Last week I was in Portland, Oregon for work. The weather was about 45 degrees–a temperature that usually signals the onset of winter for me. Yet, after being pummeled by multiple snowstorms and near-zero temperatures in Boston, I couldn’t get enough of the “warm” Portland air.
I went for two outdoor runs–without gloves or a headband. When the first 45 degree days roll around in Boston, I at least debate pulling out the winter gear. Not this time.
My runs were great, because I spent the entire time appreciating the warmth and my surroundings. At some point it occurred to me that I was a living example of hedonic adaptation in action.
Hedonic adaptation is the idea that when something new and good comes into your life, it only increases your happiness for a little while. After some time passes, you get used to the new blessing and your happiness goes back down to the usual level. This is one reason why winning the lottery doesn’t make people happy, and why changing jobs may only solve your problems for a little while.

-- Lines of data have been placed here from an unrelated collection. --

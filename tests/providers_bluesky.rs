// tests/providers_bluesky.rs
use activity_digest::config::BlueskyConfig;
use activity_digest::ingest::providers::BlueskyProvider;
use activity_digest::{EventProvider, Platform, PostType, Window};
use chrono::{TimeZone, Utc};
use wiremock::matchers::{method, path, query_param, query_param_is_missing};
use wiremock::{Mock, MockServer, ResponseTemplate};

fn window() -> Window {
    Window {
        start: Utc.with_ymd_and_hms(2026, 3, 10, 6, 0, 0).unwrap(),
        end: Utc.with_ymd_and_hms(2026, 3, 10, 14, 0, 0).unwrap(),
        mark: Utc.with_ymd_and_hms(2026, 3, 10, 14, 0, 0).unwrap(),
        kind: PostType::Midday,
    }
}

fn json_fixture(name: &str) -> ResponseTemplate {
    let body = std::fs::read_to_string(format!("tests/fixtures/{name}")).expect("fixture");
    ResponseTemplate::new(200).set_body_raw(body, "application/json")
}

fn provider(server: &MockServer) -> BlueskyProvider {
    BlueskyProvider::new(&BlueskyConfig {
        handle: "@acme.bsky.social".into(),
        api_base: server.uri(),
        ..BlueskyConfig::default()
    })
    .expect("provider")
}

async fn mount_resolve(server: &MockServer) {
    Mock::given(method("GET"))
        .and(path("/com.atproto.identity.resolveHandle"))
        .and(query_param("handle", "acme.bsky.social"))
        .respond_with(
            ResponseTemplate::new(200).set_body_json(serde_json::json!({"did": "did:plc:acme"})),
        )
        .mount(server)
        .await;
}

#[tokio::test]
async fn stops_paging_once_a_page_reaches_before_window_start() {
    let server = MockServer::start().await;
    mount_resolve(&server).await;

    Mock::given(method("GET"))
        .and(path("/app.bsky.feed.getAuthorFeed"))
        .and(query_param("actor", "did:plc:acme"))
        .and(query_param("filter", "posts_with_replies"))
        .and(query_param_is_missing("cursor"))
        .respond_with(json_fixture("bluesky_page1.json"))
        .expect(1)
        .mount(&server)
        .await;
    Mock::given(method("GET"))
        .and(path("/app.bsky.feed.getAuthorFeed"))
        .and(query_param("cursor", "c1"))
        .respond_with(json_fixture("bluesky_page2.json"))
        .expect(1)
        .mount(&server)
        .await;
    // Page 2 already reaches before the window, so this must never be asked for.
    Mock::given(method("GET"))
        .and(path("/app.bsky.feed.getAuthorFeed"))
        .and(query_param("cursor", "c2"))
        .respond_with(ResponseTemplate::new(200).set_body_json(serde_json::json!({"feed": []})))
        .expect(0)
        .mount(&server)
        .await;

    let events = provider(&server).fetch_window(&window()).await;

    let titles: Vec<&str> = events.iter().map(|e| e.title.as_str()).collect();
    assert_eq!(
        titles,
        vec![
            "Widget 2.0 beta is out, try the new parser",
            "Repost of @fan.bsky.social: Wrote up my migration to widget",
            "Office hours at 10 UTC",
        ]
    );
    assert!(events.iter().all(|e| e.source == Platform::Bluesky));
    assert!(events.iter().all(|e| e.timestamp >= window().start));
    assert!(events.iter().all(|e| window().contains(e.timestamp)));
    assert_eq!(
        events[1].url.as_deref(),
        Some("https://bsky.app/profile/fan.bsky.social/post/fan1")
    );
}

#[tokio::test]
async fn exhausted_cursor_ends_paging() {
    let server = MockServer::start().await;
    mount_resolve(&server).await;

    Mock::given(method("GET"))
        .and(path("/app.bsky.feed.getAuthorFeed"))
        .respond_with(ResponseTemplate::new(200).set_body_json(serde_json::json!({
            "feed": [{
                "post": {
                    "uri": "at://did:plc:acme/app.bsky.feed.post/only",
                    "author": {"handle": "acme.bsky.social"},
                    "record": {"text": "only post", "createdAt": "2026-03-10T07:00:00Z"}
                }
            }]
        })))
        .expect(1)
        .mount(&server)
        .await;

    let events = provider(&server).fetch_window(&window()).await;
    assert_eq!(events.len(), 1);
}

#[tokio::test]
async fn failed_handle_resolution_yields_empty_list() {
    let server = MockServer::start().await;
    Mock::given(method("GET"))
        .and(path("/com.atproto.identity.resolveHandle"))
        .respond_with(ResponseTemplate::new(400))
        .mount(&server)
        .await;

    assert!(provider(&server).fetch_window(&window()).await.is_empty());
}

In my case, the blizzards in Boston disrupted my run on the so-called hedonic treadmill. By exposing me to much more brutal and unpleasant conditions at home, the weather prepared me to appreciate a Portland climate I might otherwise have not.
It’s one argument for living someplace with seasonal weather changes–each one helps you appreciate the others. It may also be one of the reasons why the happiest Americans don’t all live in warm weather states. (Another big reason being that weather is far from the only factor driving happiness levels.) As much as I’ve been cursing our local weather, staying put helps me to more mindfully appreciate the sun when it does come out.